These are the slides from the Denver/Boulder Spark meet-up on February 24th, 2016. (deck build animations are all broken here... sorry!)
This talk provides an evaluation of existing machine learning pipelines in the eyes of different key stakeholders in the data science ecosystem. Focus is be placed upon the entire process from data to product (and keeping everyone in-between happy). Ultimately I explore how to utilize Spotify’s Luigi pipeline tool in combination with Spark to produce batch processing machine learning pipelines that have operational insights and redundancy built in.

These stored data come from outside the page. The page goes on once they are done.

//! 运行日志服务 - 业务能力层
//!
//! 每完成一次下载任务追加一条记录，不关心流程

use crate::error::RunLogError;
use chrono::{DateTime, Local};
use serde::{Deserialize, Serialize};
use std::io::ErrorKind;
use std::path::PathBuf;
use std::sync::Mutex;
use tracing::debug;

/// 单次运行记录
#[derive(Debug, Clone, PartialEq, Serialize, Deserialize)]
pub struct RunLogEntry {
    pub timestamp: DateTime<Local>,
    pub level: String,
    pub subject_name: String,
    pub subject_code: String,
    pub papers_selected: Vec<String>,
    pub success_count: usize,
    pub fail_count: usize,
}

/// 日志文件整体结构
#[derive(Debug, Clone, Default, Serialize, Deserialize)]
pub struct RunLog {
    pub total_runs: u64,
    pub logs: Vec<RunLogEntry>,
}

/// 只追加的运行日志接口
pub trait RunLogSink: Send + Sync {
    fn append(&self, entry: RunLogEntry) -> Result<(), RunLogError>;
}

/// 写入 JSON 文件的运行日志
///
/// 每次追加都读出整个文件再写回；同一进程内用锁串行化，多进程同时写不安全
pub struct JsonRunLog {
    path: PathBuf,
    lock: Mutex<()>,
}

impl JsonRunLog {
    pub fn new(path: impl Into<PathBuf>) -> Self {
        Self {
            path: path.into(),
            lock: Mutex::new(()),
        }
    }

    /// 读取当前日志，文件不存在或为空时返回空日志
    pub fn load(&self) -> Result<RunLog, RunLogError> {
        let content = match std::fs::read_to_string(&self.path) {
            Ok(content) => content,
            Err(e) if e.kind() == ErrorKind::NotFound => return Ok(RunLog::default()),
            Err(source) => {
                return Err(RunLogError::ReadFailed {
                    path: self.path.display().to_string(),
                    source,
                })
            }
        };
        if content.trim().is_empty() {
            return Ok(RunLog::default());
        }
        serde_json::from_str(&content).map_err(|source| RunLogError::Corrupt {
            path: self.path.display().to_string(),
            source,
        })
    }
}

impl RunLogSink for JsonRunLog {
    fn append(&self, entry: RunLogEntry) -> Result<(), RunLogError> {
        let _guard = self.lock.lock().unwrap_or_else(|poisoned| poisoned.into_inner());

        let mut log = self.load()?;
        log.total_runs += 1;
        log.logs.push(entry);

        let json = serde_json::to_string_pretty(&log).map_err(RunLogError::Serialize)?;
        std::fs::write(&self.path, json).map_err(|source| RunLogError::WriteFailed {
            path: self.path.display().to_string(),
            source,
        })?;

        debug!("运行日志已更新: 共 {} 次运行", log.total_runs);
        Ok(())
    }
}

#[cfg(test)]
mod tests {
    use super::*;

    fn entry(success: usize, fail: usize) -> RunLogEntry {
        RunLogEntry {
            timestamp: Local::now(),
            level: "IGCSE".to_string(),
            subject_name: "Mathematics".to_string(),
            subject_code: "0580".to_string(),
            papers_selected: vec!["11".to_string(), "12".to_string()],
            success_count: success,
            fail_count: fail,
        }
    }

    #[test]
    fn test_append_creates_and_extends_file() {
        let dir = tempfile::tempdir().unwrap();
        let log = JsonRunLog::new(dir.path().join("run_log.json"));

        log.append(entry(3, 1)).unwrap();
        log.append(entry(0, 4)).unwrap();

        let loaded = log.load().unwrap();
        assert_eq!(loaded.total_runs, 2);
        assert_eq!(loaded.logs.len(), 2);
        assert_eq!(loaded.logs[0].success_count, 3);
        assert_eq!(loaded.logs[1].fail_count, 4);
    }

    #[test]
    fn test_empty_file_starts_fresh() {
        let dir = tempfile::tempdir().unwrap();
        let path = dir.path().join("run_log.json");
        std::fs::write(&path, "  \n").unwrap();

        let log = JsonRunLog::new(&path);
        log.append(entry(1, 0)).unwrap();
        assert_eq!(log.load().unwrap().total_runs, 1);
    }

    #[test]
    fn test_corrupt_file_is_error() {
        let dir = tempfile::tempdir().unwrap();
        let path = dir.path().join("run_log.json");
        std::fs::write(&path, "{ not json").unwrap();

        let log = JsonRunLog::new(&path);
        assert!(matches!(
            log.append(entry(1, 0)),
            Err(RunLogError::Corrupt { .. })
        ));
    }

    #[test]
    fn test_json_field_names() {
        let dir = tempfile::tempdir().unwrap();
        let path = dir.path().join("run_log.json");
        let log = JsonRunLog::new(&path);
        log.append(entry(2, 2)).unwrap();

        let value: serde_json::Value =
            serde_json::from_str(&std::fs::read_to_string(&path).unwrap()).unwrap();
        assert_eq!(value["total_runs"], 1);
        assert_eq!(value["logs"][0]["subject_code"], "0580");
        assert_eq!(value["logs"][0]["papers_selected"][1], "12");
    }
}
use crate::error::RequestError;
use crate::models::paper::{FetchTask, PaperType, Session};
use crate::models::subject::Level;
use regex::Regex;
use serde::{Deserialize, Serialize};
use std::path::PathBuf;
use std::sync::OnceLock;

/// 允许的年份范围
pub const MIN_YEAR: u16 = 2000;
pub const MAX_YEAR: u16 = 2030;

/// 用户提交的原始表单（来自 TOML 文件或 HTTP 表单）
#[derive(Debug, Clone, Serialize, Deserialize)]
pub struct DownloadForm {
    pub level: String,
    /// 科目名或科目代码
    pub subject: String,
    /// 封面上使用的简称
    #[serde(default)]
    pub alias: Option<String>,
    pub year_start: u16,
    pub year_end: u16,
    #[serde(default = "default_sessions")]
    pub sessions: Vec<String>,
    #[serde(default = "default_paper_type")]
    pub paper_type: String,
    /// 原始试卷编号输入，例如 "11 12 13" 或 "011213"
    #[serde(default)]
    pub papers: String,
    /// 自定义封面图片路径（仅 TOML）
    #[serde(default)]
    pub cover_image: Option<PathBuf>,
}

fn default_sessions() -> Vec<String> {
    vec!["s".to_string(), "w".to_string()]
}

fn default_paper_type() -> String {
    "qp".to_string()
}

/// 校验后的下载请求
#[derive(Debug, Clone)]
pub struct DownloadRequest {
    pub level: Level,
    pub subject_name: String,
    pub subject_code: String,
    pub alias: Option<String>,
    pub year_start: u16,
    pub year_end: u16,
    pub sessions: Vec<Session>,
    pub paper_type: PaperType,
    /// 规范化后的两位试卷编号；gt 类型为空
    pub paper_numbers: Vec<String>,
    /// 上传的封面图片
    pub cover_image: Option<Vec<u8>>,
}

impl DownloadRequest {
    /// 校验表单并转换为下载请求
    ///
    /// 封面图片由调用方读取后通过 `with_cover_image` 传入
    pub fn from_form(form: &DownloadForm) -> Result<Self, RequestError> {
        let level: Level = form.level.parse()?;
        let subject = level
            .find_subject(&form.subject)
            .ok_or_else(|| RequestError::UnknownSubject {
                level: level.label().to_string(),
                subject: form.subject.trim().to_string(),
            })?;

        for year in [form.year_start, form.year_end] {
            if !(MIN_YEAR..=MAX_YEAR).contains(&year) {
                return Err(RequestError::YearOutOfRange(year));
            }
        }
        if form.year_start > form.year_end {
            return Err(RequestError::InvertedYearRange {
                start: form.year_start,
                end: form.year_end,
            });
        }

        let mut sessions = Vec::new();
        for raw in &form.sessions {
            let session: Session = raw.parse()?;
            if !sessions.contains(&session) {
                sessions.push(session);
            }
        }
        if sessions.is_empty() {
            return Err(RequestError::NoSessions);
        }

        let paper_type: PaperType = form.paper_type.parse()?;
        let paper_numbers = if paper_type.is_grade_thresholds() {
            Vec::new()
        } else {
            let numbers = normalize_paper_numbers(&form.papers);
            if numbers.is_empty() {
                return Err(RequestError::NoPaperNumbers);
            }
            numbers
        };

        let alias = form
            .alias
            .as_deref()
            .map(str::trim)
            .filter(|a| !a.is_empty())
            .map(str::to_string);

        Ok(Self {
            level,
            subject_name: subject.name,
            subject_code: subject.code,
            alias,
            year_start: form.year_start,
            year_end: form.year_end,
            sessions,
            paper_type,
            paper_numbers,
            cover_image: None,
        })
    }

    pub fn with_cover_image(mut self, image: Option<Vec<u8>>) -> Self {
        self.cover_image = image.filter(|bytes| !bytes.is_empty());
        self
    }

    /// 展开为下载任务：年份 × 考试季 × 试卷编号（gt 不含试卷编号）
    pub fn expand_tasks(&self) -> Vec<FetchTask> {
        let mut tasks = Vec::new();
        for year in self.year_start..=self.year_end {
            for &session in &self.sessions {
                if self.paper_type.is_grade_thresholds() {
                    tasks.push(FetchTask::grade_thresholds(
                        &self.subject_code,
                        session,
                        year,
                    ));
                    continue;
                }
                for number in &self.paper_numbers {
                    tasks.push(FetchTask::paper(
                        &self.subject_code,
                        session,
                        year,
                        self.paper_type,
                        number,
                    ));
                }
            }
        }
        tasks
    }

    /// 运行日志中记录的"所选试卷"
    pub fn papers_selected(&self) -> Vec<String> {
        if self.paper_type.is_grade_thresholds() {
            vec![self.paper_type.code().to_string()]
        } else {
            self.paper_numbers.clone()
        }
    }
}

fn non_digit_regex() -> &'static Regex {
    static RE: OnceLock<Regex> = OnceLock::new();
    RE.get_or_init(|| Regex::new(r"\D").expect("静态正则表达式"))
}

/// 规范化试卷编号输入
///
/// 去掉所有非数字字符后每两位一组，末尾多出的一位单独成组，重复编号只保留第一次出现
pub fn normalize_paper_numbers(raw: &str) -> Vec<String> {
    let digits = non_digit_regex().replace_all(raw, "");
    let mut numbers: Vec<String> = Vec::new();
    for chunk in digits.as_bytes().chunks(2) {
        // 只含 ASCII 数字，按字节切分安全
        let number = String::from_utf8_lossy(chunk).into_owned();
        if !numbers.contains(&number) {
            numbers.push(number);
        }
    }
    numbers
}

5CL-ADBA,5cladba, Chinese supplier, safety is guaranteed
More Data, More Problems: Evolving big data machine learning pipelines with Spark & Luigi
1. More Data, More Problems:
Evolving big data machine learning pipelines with Spark & Luigi
Alex Sadovsky
Director of Data Science: Oracle Data Cloud
alex.sadovsky@oracle.com
It's like the more data we come across
The more problems we see
3. Data Science is growing up
For Data Science to succeed, we need to learn to play
well with others.
Important
Business
Decisions
How will
operations
adapt to this
code change?
We’ll need a
classifier capable of
capturing non-
linear interactions!
4. Who are the players?
Data Ingest Operations
Product Architecture
Finance / Investors Data Scientists
Litmus Test: These are the parties involved in every Data Science Product
5. What is success?
Success is getting from A to B with everyone staying happy
Data In
Product Goals
&
Data Science
Realization
Operational Insight
Utilization of
Existing
Architecture
Don’t Break the Bank
Data Out
6. Are we even talking about Spark today?
Outline:
1. Automated ML services
2. Scikit-Learn Pipelines
3. Spark Pipelines
4. Spotify’s Luigi
5. Data Science Pipelines: Spark + Luigi
Spoiler alert:
Spark is still going to be the answer to all of our big data problems
10. ML on AWS: Who’s happy?
Data Ingest Operations
Product* Architecture
Finance / Investors Data Scientists
Scoring 3 billion records = ($0.10 / 1000) * 3 000 000 000 = $300,000 USD + compute fees
*Amazon Machine Learning can train models on datasets up to 100 GB in size.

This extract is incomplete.